EXERCISE PROMPT: Work through the data line by line, gathering every line that has the word "FeatureMethod".

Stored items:
****************

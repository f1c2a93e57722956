//! Feature preprocessing: raw chemistry output to model input.
//!
//! The subsetting step is the correctness-critical operation in the
//! whole pipeline: the output column order must exactly match the
//! model's training-time order, and a missing selected feature is a
//! hard error rather than a silent truncation.

use inhibryx_chem::{descriptors, fingerprint, Molecule};
use inhibryx_common::{InhibryxError, Result};

use crate::frame::FeatureFrame;
use crate::registry::{FeatureMethod, ModelBundle};

/// Compute the raw feature frame for one molecule with the given method.
pub fn raw_features(molecule: &Molecule, method: FeatureMethod) -> FeatureFrame {
    match method {
        FeatureMethod::Descriptors => FeatureFrame::from_row(descriptors::compute(molecule)),
        FeatureMethod::Fingerprints => FeatureFrame::from_row(
            fingerprint::compute(molecule)
                .into_iter()
                .map(|(name, bit)| (name, bit as f64))
                .collect(),
        ),
    }
}

/// Apply the bundle's preprocessing to a raw feature frame.
///
/// Descriptors: learned transform (imputation + scaling), then subset to
/// the selected features. Fingerprints: subset only. Both paths yield
/// columns in exactly the selected-feature order.
pub fn prepare(raw: &FeatureFrame, bundle: &ModelBundle, method: FeatureMethod) -> Result<FeatureFrame> {
    match method {
        FeatureMethod::Descriptors => {
            let preprocessor = bundle.preprocessor.as_ref().ok_or_else(|| {
                InhibryxError::ArtifactLoad(
                    "descriptors bundle loaded without a preprocessor".to_string(),
                )
            })?;
            let transformed = preprocessor.apply(raw);
            transformed.select(&bundle.selected_features)
        }
        FeatureMethod::Fingerprints => raw.select(&bundle.selected_features),
    }
}
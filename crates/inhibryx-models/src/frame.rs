//! Feature frames: ordered named columns over one or more rows.
//!
//! Column order is load-bearing. Models were fit on a specific column
//! order, and a silently reordered frame produces silently wrong
//! predictions, so every subsetting operation here either preserves the
//! requested order exactly or fails loudly.

use std::collections::HashMap;

use inhibryx_common::{InhibryxError, Result};

/// A small column-ordered numeric table.
#[derive(Debug, Clone, PartialEq)]
pub struct FeatureFrame {
    columns: Vec<String>,
    index: HashMap<String, usize>,
    /// Row-major values; each row has `columns.len()` entries.
    rows: Vec<Vec<f64>>,
}

impl FeatureFrame {
    /// Build a single-row frame from (name, value) pairs, preserving
    /// pair order as column order.
    pub fn from_row(pairs: Vec<(String, f64)>) -> Self {
        let columns: Vec<String> = pairs.iter().map(|(n, _)| n.clone()).collect();
        let row: Vec<f64> = pairs.iter().map(|(_, v)| *v).collect();
        Self::new(columns, vec![row])
    }

    pub fn new(columns: Vec<String>, rows: Vec<Vec<f64>>) -> Self {
        debug_assert!(rows.iter().all(|r| r.len() == columns.len()));
        let index = columns
            .iter()
            .enumerate()
            .map(|(i, n)| (n.clone(), i))
            .collect();
        Self { columns, index, rows }
    }

    pub fn columns(&self) -> &[String] {
        &self.columns
    }

    pub fn row_count(&self) -> usize {
        self.rows.len()
    }

    pub fn rows(&self) -> &[Vec<f64>] {
        &self.rows
    }

    pub fn has_column(&self, name: &str) -> bool {
        self.index.contains_key(name)
    }

    /// Value at (row, column name).
    pub fn get(&self, row: usize, name: &str) -> Option<f64> {
        let &col = self.index.get(name)?;
        self.rows.get(row).map(|r| r[col])
    }

    /// Subset and reorder columns to exactly `selected`. Any selected
    /// name absent from this frame is a `FeatureMismatch` error listing
    /// every missing column.
    pub fn select(&self, selected: &[String]) -> Result<FeatureFrame> {
        let missing: Vec<String> = selected
            .iter()
            .filter(|name| !self.index.contains_key(*name))
            .cloned()
            .collect();
        if !missing.is_empty() {
            return Err(InhibryxError::FeatureMismatch(missing));
        }

        let positions: Vec<usize> = selected.iter().map(|n| self.index[n]).collect();
        let rows = self
            .rows
            .iter()
            .map(|row| positions.iter().map(|&p| row[p]).collect())
            .collect();
        Ok(FeatureFrame::new(selected.to_vec(), rows))
    }

    /// Append the rows of `other`, which must have identical columns.
    pub fn stack(&mut self, other: FeatureFrame) -> Result<()> {
        if other.columns != self.columns {
            return Err(InhibryxError::FeatureMismatch(
                other
                    .columns
                    .iter()
                    .filter(|c| !self.index.contains_key(*c))
                    .cloned()
                    .collect(),
            ));
        }
        self.rows.extend(other.rows);
        Ok(())
    }
}
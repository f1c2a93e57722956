//! Application configuration.
//!
//! Loaded from `inhibryx.toml` if present, with environment variable
//! overrides for deployment-specific values. All sections default so an
//! empty file (or none at all) yields a runnable configuration.

use std::path::{Path, PathBuf};

use serde::{Deserialize, Serialize};

use crate::error::{InhibryxError, Result};

/// Complete application configuration.
#[derive(Debug, Clone, Serialize, Deserialize)]
pub struct AppConfig {
    /// Root of the on-disk model catalog (`models/<target>/<method>/`).
    #[serde(default = "default_models_root")]
    pub models_root: PathBuf,

    #[serde(default)]
    pub server: ServerConfig,

    #[serde(default)]
    pub chembl: ChemblConfig,

    #[serde(default)]
    pub input: InputConfig,
}

#[derive(Debug, Clone, Serialize, Deserialize)]
pub struct ServerConfig {
    #[serde(default = "default_host")]
    pub host: String,
    #[serde(default = "default_port")]
    pub port: u16,
}

#[derive(Debug, Clone, Serialize, Deserialize)]
pub struct ChemblConfig {
    /// Base URL of the ChEMBL REST API.
    #[serde(default = "default_chembl_url")]
    pub base_url: String,
    /// Minimum structural similarity, in percent, for the similar-compound query.
    #[serde(default = "default_similarity_threshold")]
    pub similarity_threshold: u8,
    #[serde(default = "default_timeout_secs")]
    pub timeout_secs: u64,
}

#[derive(Debug, Clone, Serialize, Deserialize)]
pub struct InputConfig {
    /// Upper bound on accepted SMILES length.
    #[serde(default = "default_max_smiles_len")]
    pub max_smiles_len: usize,
}

fn default_models_root() -> PathBuf {
    PathBuf::from("models")
}
fn default_host() -> String {
    "127.0.0.1".to_string()
}
fn default_port() -> u16 {
    3001
}
fn default_chembl_url() -> String {
    "https://www.ebi.ac.uk/chembl/api/data".to_string()
}
fn default_similarity_threshold() -> u8 {
    70
}
fn default_timeout_secs() -> u64 {
    30
}
fn default_max_smiles_len() -> usize {
    5000
}

impl Default for ServerConfig {
    fn default() -> Self {
        Self { host: default_host(), port: default_port() }
    }
}

impl Default for ChemblConfig {
    fn default() -> Self {
        Self {
            base_url: default_chembl_url(),
            similarity_threshold: default_similarity_threshold(),
            timeout_secs: default_timeout_secs(),
        }
    }
}

impl Default for InputConfig {
    fn default() -> Self {
        Self { max_smiles_len: default_max_smiles_len() }
    }
}

impl Default for AppConfig {
    fn default() -> Self {
        Self {
            models_root: default_models_root(),
            server: ServerConfig::default(),
            chembl: ChemblConfig::default(),
            input: InputConfig::default(),
        }
    }
}

impl AppConfig {
    /// Load configuration: `inhibryx.toml` if it exists, then environment
    /// overrides (`INHIBRYX_MODELS_ROOT`, `INHIBRYX_HOST`, `INHIBRYX_PORT`).
    pub fn load(path: impl AsRef<Path>) -> Result<Self> {
        dotenvy::dotenv().ok();

        let mut config = if path.as_ref().exists() {
            let raw = std::fs::read_to_string(path)?;
            toml::from_str(&raw)
                .map_err(|e| InhibryxError::Config(format!("invalid config file: {}", e)))?
        } else {
            AppConfig::default()
        };

        if let Ok(root) = std::env::var("INHIBRYX_MODELS_ROOT") {
            config.models_root = PathBuf::from(root);
        }
        if let Ok(host) = std::env::var("INHIBRYX_HOST") {
            config.server.host = host;
        }
        if let Ok(port) = std::env::var("INHIBRYX_PORT") {
            config.server.port = port
                .parse()
                .map_err(|_| InhibryxError::Config(format!("invalid INHIBRYX_PORT: {}", port)))?;
        }

        Ok(config)
    }
}

#[cfg(test)]
mod tests {
    use super::*;

    #[test]
    fn test_defaults_are_runnable() {
        let config = AppConfig::default();
        assert_eq!(config.chembl.similarity_threshold, 70);
        assert_eq!(config.input.max_smiles_len, 5000);
        assert_eq!(config.models_root, PathBuf::from("models"));
    }

    #[test]
    fn test_partial_toml_fills_defaults() {
        let config: AppConfig = toml::from_str(
            r#"
            models_root = "/srv/models"

            [chembl]
            similarity_threshold = 85
            "#,
        )
        .unwrap();
        assert_eq!(config.models_root, PathBuf::from("/srv/models"));
        assert_eq!(config.chembl.similarity_threshold, 85);
        // untouched sections keep their defaults
        assert_eq!(config.server.port, 3001);
        assert_eq!(config.chembl.base_url, default_chembl_url());
    }

    #[test]
    fn test_missing_file_yields_defaults() {
        let config = AppConfig::load("/nonexistent/inhibryx.toml").unwrap();
        assert_eq!(config.server.host, "127.0.0.1");
    }
}
//! Element data: symbols, atomic numbers, masses, default valences.

/// Static element record.
#[derive(Debug, Clone, Copy)]
pub struct Element {
    pub symbol: &'static str,
    pub atomic_number: u8,
    /// Standard (average) atomic weight.
    pub mass: f64,
    /// Monoisotopic mass of the most abundant isotope.
    pub exact_mass: f64,
    /// Default valences in ascending order; empty for metals and
    /// anything else that never carries implicit hydrogens.
    pub valences: &'static [u8],
}

/// Elements the SMILES parser accepts. Covers the organic subset plus
/// the counter-ion elements common in pharmaceutical salts.
pub const ELEMENTS: &[Element] = &[
    Element { symbol: "H",  atomic_number: 1,  mass: 1.008,   exact_mass: 1.007825,   valences: &[1] },
    Element { symbol: "B",  atomic_number: 5,  mass: 10.811,  exact_mass: 11.009305,  valences: &[3] },
    Element { symbol: "C",  atomic_number: 6,  mass: 12.011,  exact_mass: 12.0,       valences: &[4] },
    Element { symbol: "N",  atomic_number: 7,  mass: 14.007,  exact_mass: 14.003074,  valences: &[3, 5] },
    Element { symbol: "O",  atomic_number: 8,  mass: 15.999,  exact_mass: 15.994915,  valences: &[2] },
    Element { symbol: "F",  atomic_number: 9,  mass: 18.998,  exact_mass: 18.998403,  valences: &[1] },
    Element { symbol: "Na", atomic_number: 11, mass: 22.990,  exact_mass: 22.989770,  valences: &[] },
    Element { symbol: "Mg", atomic_number: 12, mass: 24.305,  exact_mass: 23.985042,  valences: &[] },
    Element { symbol: "Si", atomic_number: 14, mass: 28.086,  exact_mass: 27.976927,  valences: &[4] },
    Element { symbol: "P",  atomic_number: 15, mass: 30.974,  exact_mass: 30.973762,  valences: &[3, 5] },
    Element { symbol: "S",  atomic_number: 16, mass: 32.066,  exact_mass: 31.972071,  valences: &[2, 4, 6] },
    Element { symbol: "Cl", atomic_number: 17, mass: 35.453,  exact_mass: 34.968853,  valences: &[1] },
    Element { symbol: "K",  atomic_number: 19, mass: 39.098,  exact_mass: 38.963707,  valences: &[] },
    Element { symbol: "Ca", atomic_number: 20, mass: 40.078,  exact_mass: 39.962591,  valences: &[] },
    Element { symbol: "Fe", atomic_number: 26, mass: 55.845,  exact_mass: 55.934942,  valences: &[] },
    Element { symbol: "Zn", atomic_number: 30, mass: 65.38,   exact_mass: 63.929147,  valences: &[] },
    Element { symbol: "Se", atomic_number: 34, mass: 78.971,  exact_mass: 79.916522,  valences: &[2, 4, 6] },
    Element { symbol: "Br", atomic_number: 35, mass: 79.904,  exact_mass: 78.918338,  valences: &[1] },
    Element { symbol: "I",  atomic_number: 53, mass: 126.904, exact_mass: 126.904468, valences: &[1] },
    Element { symbol: "Li", atomic_number: 3,  mass: 6.941,   exact_mass: 7.016004,   valences: &[] },
];

/// Look up an element by its symbol (case-sensitive).
pub fn element_by_symbol(symbol: &str) -> Option<&'static Element> {
    ELEMENTS.iter().find(|e| e.symbol == symbol)
}

/// Look up an element by atomic number.
pub fn element_by_number(atomic_number: u8) -> Option<&'static Element> {
    ELEMENTS.iter().find(|e| e.atomic_number == atomic_number)
}

/// Number of valence electrons for the neutral atom, by main group.
pub fn valence_electrons(atomic_number: u8) -> u32 {
    match atomic_number {
        1 => 1,
        3 | 11 | 19 => 1,
        12 | 20 => 2,
        5 => 3,
        6 | 14 => 4,
        7 | 15 => 5,
        8 | 16 | 34 => 6,
        9 | 17 | 35 | 53 => 7,
        26 => 8,
        30 => 12,
        _ => 0,
    }
}

#[cfg(test)]
mod tests {
    use super::*;

    #[test]
    fn test_lookup_by_symbol() {
        assert_eq!(element_by_symbol("Cl").unwrap().atomic_number, 17);
        assert_eq!(element_by_symbol("C").unwrap().valences, &[4]);
        assert!(element_by_symbol("Xx").is_none());
    }

    #[test]
    fn test_lookup_by_number() {
        assert_eq!(element_by_number(8).unwrap().symbol, "O");
    }

    #[test]
    fn test_carbon_mass() {
        let c = element_by_symbol("C").unwrap();
        assert!((c.mass - 12.011).abs() < 1e-9);
        assert!((c.exact_mass - 12.0).abs() < 1e-9);
    }
}
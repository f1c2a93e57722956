//! The single-molecule prediction pipeline.
//!
//! validate → compute features → preprocess → predict → derive dose →
//! enrich. The first four stages are strict: any failure aborts with a
//! typed error. Enrichment (depiction, similar compounds) is
//! best-effort: a failure there degrades the outcome to a partial
//! result with a notice and never touches the numeric prediction.

use std::sync::Arc;

use serde::Serialize;
use tracing::{debug, info, warn};

use inhibryx_chem::{depict, ChemblClient, Molecule, SimilarCompound};
use inhibryx_common::Result;

use crate::preprocess;
use crate::registry::{FeatureMethod, Registry};

/// A completed prediction with its enrichment.
#[derive(Debug, Clone, Serialize)]
pub struct PredictionOutcome {
    pub smiles: String,
    pub target: String,
    pub method: String,
    /// Predicted pIC50, rounded to 2 decimals.
    pub pic50: f64,
    pub molecular_weight: f64,
    /// Mass in mg required to reach the predicted half-maximal
    /// inhibitory concentration.
    pub inhibition_dose_mg: f64,
    /// 2D structure rendering; absent when depiction failed.
    pub depiction_svg: Option<String>,
    /// Similar compounds from ChEMBL; absent when the service was
    /// unreachable.
    pub similar_compounds: Option<Vec<SimilarCompound>>,
    /// Human-readable notice when the similarity section degraded.
    pub similarity_notice: Option<String>,
}

/// Orchestrates predictions against the model registry.
pub struct PredictionPipeline {
    registry: Arc<Registry>,
    chembl: ChemblClient,
}

impl PredictionPipeline {
    pub fn new(registry: Arc<Registry>, chembl: ChemblClient) -> Self {
        Self { registry, chembl }
    }

    pub fn registry(&self) -> &Registry {
        &self.registry
    }

    /// Run the full pipeline for one SMILES string.
    pub async fn predict(
        &self,
        smiles: &str,
        target: &str,
        method: FeatureMethod,
    ) -> Result<PredictionOutcome> {
        // InputReceived -> Validated
        let molecule = Molecule::parse(smiles)?;

        // Validated -> FeaturesComputed -> Preprocessed -> Predicted
        let pic50 = self.predict_validated(&molecule, target, method)?;

        let molecular_weight = molecule.molecular_weight();
        let dose = inhibition_dose(molecular_weight, pic50);
        info!(target = %target, method = %method, pic50 = pic50, "Prediction complete");

        // Predicted -> Rendered: best-effort enrichment
        let depiction_svg = Some(depict::to_svg(&molecule));
        let (similar_compounds, similarity_notice) = match self.chembl.find_similar(smiles).await {
            Ok(compounds) => (Some(compounds), None),
            Err(e) => {
                warn!(error = %e, "Similarity lookup degraded");
                (
                    None,
                    Some(
                        "The connection to the ChEMBL database has not been established. \
                         Similar molecules cannot be generated."
                            .to_string(),
                    ),
                )
            }
        };

        Ok(PredictionOutcome {
            smiles: smiles.to_string(),
            target: target.to_string(),
            method: method.display_name().to_string(),
            pic50,
            molecular_weight,
            inhibition_dose_mg: dose,
            depiction_svg,
            similar_compounds,
            similarity_notice,
        })
    }

    /// The strict stages for an already-validated molecule. Used by both
    /// the single pipeline and batch mode.
    pub fn predict_validated(
        &self,
        molecule: &Molecule,
        target: &str,
        method: FeatureMethod,
    ) -> Result<f64> {
        let bundle = self.registry.bundle(target, method)?;
        let raw = preprocess::raw_features(molecule, method);
        debug!(columns = raw.columns().len(), "Raw features computed");
        let prepared = preprocess::prepare(&raw, &bundle, method)?;
        let scores = bundle.predictor.predict(&prepared)?;
        let score = scores.first().copied().ok_or_else(|| {
            inhibryx_common::InhibryxError::ArtifactLoad(
                "predictor returned no output".to_string(),
            )
        })?;
        Ok(round_to(score, 2))
    }
}

/// Mass (mg) of a compound needed to reach its predicted half-maximal
/// inhibitory concentration: converts the log-scale pIC50 back to a
/// linear molar scale and on to mass. Fixed formula, not configurable.
pub fn inhibition_dose(molecular_weight: f64, pic50: f64) -> f64 {
    round_to(molecular_weight * 10f64.powf(-pic50) * 1000.0, 5)
}

pub fn round_to(value: f64, decimals: u32) -> f64 {
    let factor = 10f64.powi(decimals as i32);
    (value * factor).round() / factor
}

#[cfg(test)]
mod tests {
    use super::*;

    #[test]
    fn test_inhibition_dose_formula() {
        // 300 g/mol at pIC50 6: 300 * 10^-6 * 1000 mg
        let dose = inhibition_dose(300.0, 6.0);
        assert!((dose - 0.3).abs() < 1e-12);
    }

    #[test]
    fn test_inhibition_dose_rounds_to_5_places() {
        let dose = inhibition_dose(123.456, 7.3);
        let rounded = round_to(dose, 5);
        assert_eq!(dose, rounded);
        assert!((dose - 0.00619).abs() < 1e-9);
    }

    #[test]
    fn test_higher_potency_needs_less_mass() {
        assert!(inhibition_dose(300.0, 8.0) < inhibition_dose(300.0, 5.0));
    }

    #[test]
    fn test_round_to() {
        assert_eq!(round_to(6.12345, 2), 6.12);
        assert_eq!(round_to(6.126, 2), 6.13);
        assert_eq!(round_to(-1.005, 1), -1.0);
    }
}
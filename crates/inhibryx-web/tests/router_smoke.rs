//! Router smoke tests: every route answers, without a network.

use std::io::Write;

use axum::body::Body;
use axum::http::{header, Request, StatusCode};
use tower::ServiceExt;

use inhibryx_common::AppConfig;
use inhibryx_web::router::build_router;
use inhibryx_web::state::AppState;

/// State over a throwaway catalog, with ChEMBL pointed at a host the
/// sandbox refuses so enrichment degrades without network traffic.
fn build_state(dir: &tempfile::TempDir) -> AppState {
    let fp = dir.path().join("Acetylcholinesterase").join("fingerprints");
    std::fs::create_dir_all(&fp).unwrap();
    std::fs::File::create(fp.join("selected_features.json"))
        .unwrap()
        .write_all(br#"["Morgan_1", "Morgan_2"]"#)
        .unwrap();
    std::fs::File::create(fp.join("model.json"))
        .unwrap()
        .write_all(br#"{"kind":"linear","coefficients":[0.4,0.6],"intercept":5.0}"#)
        .unwrap();

    let mut config = AppConfig::default();
    config.models_root = dir.path().to_path_buf();
    config.chembl.base_url = "https://chembl.unreachable.invalid/api/data".to_string();
    AppState::new(config).unwrap()
}

#[tokio::test]
async fn pages_render() {
    let dir = tempfile::tempdir().unwrap();
    let app = build_router(build_state(&dir));

    for path in ["/", "/predict", "/batch", "/faq"] {
        let response = app
            .clone()
            .oneshot(Request::builder().uri(path).body(Body::empty()).unwrap())
            .await
            .unwrap();
        assert_eq!(response.status(), StatusCode::OK, "GET {} failed", path);
    }
}

#[tokio::test]
async fn api_targets_lists_catalog() {
    let dir = tempfile::tempdir().unwrap();
    let app = build_router(build_state(&dir));

    let response = app
        .oneshot(Request::builder().uri("/api/targets").body(Body::empty()).unwrap())
        .await
        .unwrap();
    assert_eq!(response.status(), StatusCode::OK);
}

#[tokio::test]
async fn api_target_methods_unknown_target_404s() {
    let dir = tempfile::tempdir().unwrap();
    let app = build_router(build_state(&dir));

    let response = app
        .oneshot(
            Request::builder()
                .uri("/api/targets/Nope/methods")
                .body(Body::empty())
                .unwrap(),
        )
        .await
        .unwrap();
    assert_eq!(response.status(), StatusCode::NOT_FOUND);
}

#[tokio::test]
async fn api_depict_returns_svg() {
    let dir = tempfile::tempdir().unwrap();
    let app = build_router(build_state(&dir));

    let response = app
        .oneshot(
            Request::builder()
                .uri("/api/depict?smiles=CCO")
                .body(Body::empty())
                .unwrap(),
        )
        .await
        .unwrap();
    assert_eq!(response.status(), StatusCode::OK);
    assert_eq!(
        response.headers().get(header::CONTENT_TYPE).unwrap(),
        "image/svg+xml"
    );
}

#[tokio::test]
async fn api_depict_rejects_bad_smiles() {
    let dir = tempfile::tempdir().unwrap();
    let app = build_router(build_state(&dir));

    let response = app
        .oneshot(
            Request::builder()
                .uri("/api/depict?smiles=C%28")
                .body(Body::empty())
                .unwrap(),
        )
        .await
        .unwrap();
    assert_eq!(response.status(), StatusCode::BAD_REQUEST);
}

#[tokio::test]
async fn api_batch_returns_csv() {
    let dir = tempfile::tempdir().unwrap();
    let app = build_router(build_state(&dir));

    let response = app
        .oneshot(
            Request::builder()
                .method("POST")
                .uri("/api/predict/batch?target=Acetylcholinesterase&method=Fingerprints")
                .header(header::CONTENT_TYPE, "text/csv")
                .body(Body::from("SMILES\nCCO\nc1ccccc1\n"))
                .unwrap(),
        )
        .await
        .unwrap();
    assert_eq!(response.status(), StatusCode::OK);
    assert_eq!(response.headers().get(header::CONTENT_TYPE).unwrap(), "text/csv");
}

#[tokio::test]
async fn api_batch_rejects_invalid_row() {
    let dir = tempfile::tempdir().unwrap();
    let app = build_router(build_state(&dir));

    let response = app
        .oneshot(
            Request::builder()
                .method("POST")
                .uri("/api/predict/batch?target=Acetylcholinesterase&method=Fingerprints")
                .header(header::CONTENT_TYPE, "text/csv")
                .body(Body::from("SMILES\nCCO\nnot~smiles\n"))
                .unwrap(),
        )
        .await
        .unwrap();
    assert_eq!(response.status(), StatusCode::UNPROCESSABLE_ENTITY);
}

#[tokio::test]
async fn api_predict_round_trips() {
    let dir = tempfile::tempdir().unwrap();
    let app = build_router(build_state(&dir));

    let payload = serde_json::json!({
        "smiles": "CCO",
        "target": "Acetylcholinesterase",
        "method": "Fingerprints"
    });
    let response = app
        .oneshot(
            Request::builder()
                .method("POST")
                .uri("/api/predict")
                .header(header::CONTENT_TYPE, "application/json")
                .body(Body::from(payload.to_string()))
                .unwrap(),
        )
        .await
        .unwrap();
    assert_eq!(response.status(), StatusCode::OK);
}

****************

SOLUTION TO THIS PROBLEM:
use crate::registry::{FeatureMethod, ModelBundle};
pub fn raw_features(molecule: &Molecule, method: FeatureMethod) -> FeatureFrame {
        FeatureMethod::Descriptors => FeatureFrame::from_row(descriptors::compute(molecule)),
        FeatureMethod::Fingerprints => FeatureFrame::from_row(
pub fn prepare(raw: &FeatureFrame, bundle: &ModelBundle, method: FeatureMethod) -> Result<FeatureFrame> {
        FeatureMethod::Descriptors => {
        FeatureMethod::Fingerprints => raw.select(&bundle.selected_features),
use crate::registry::{FeatureMethod, Registry};
        method: FeatureMethod,
        method: FeatureMethod,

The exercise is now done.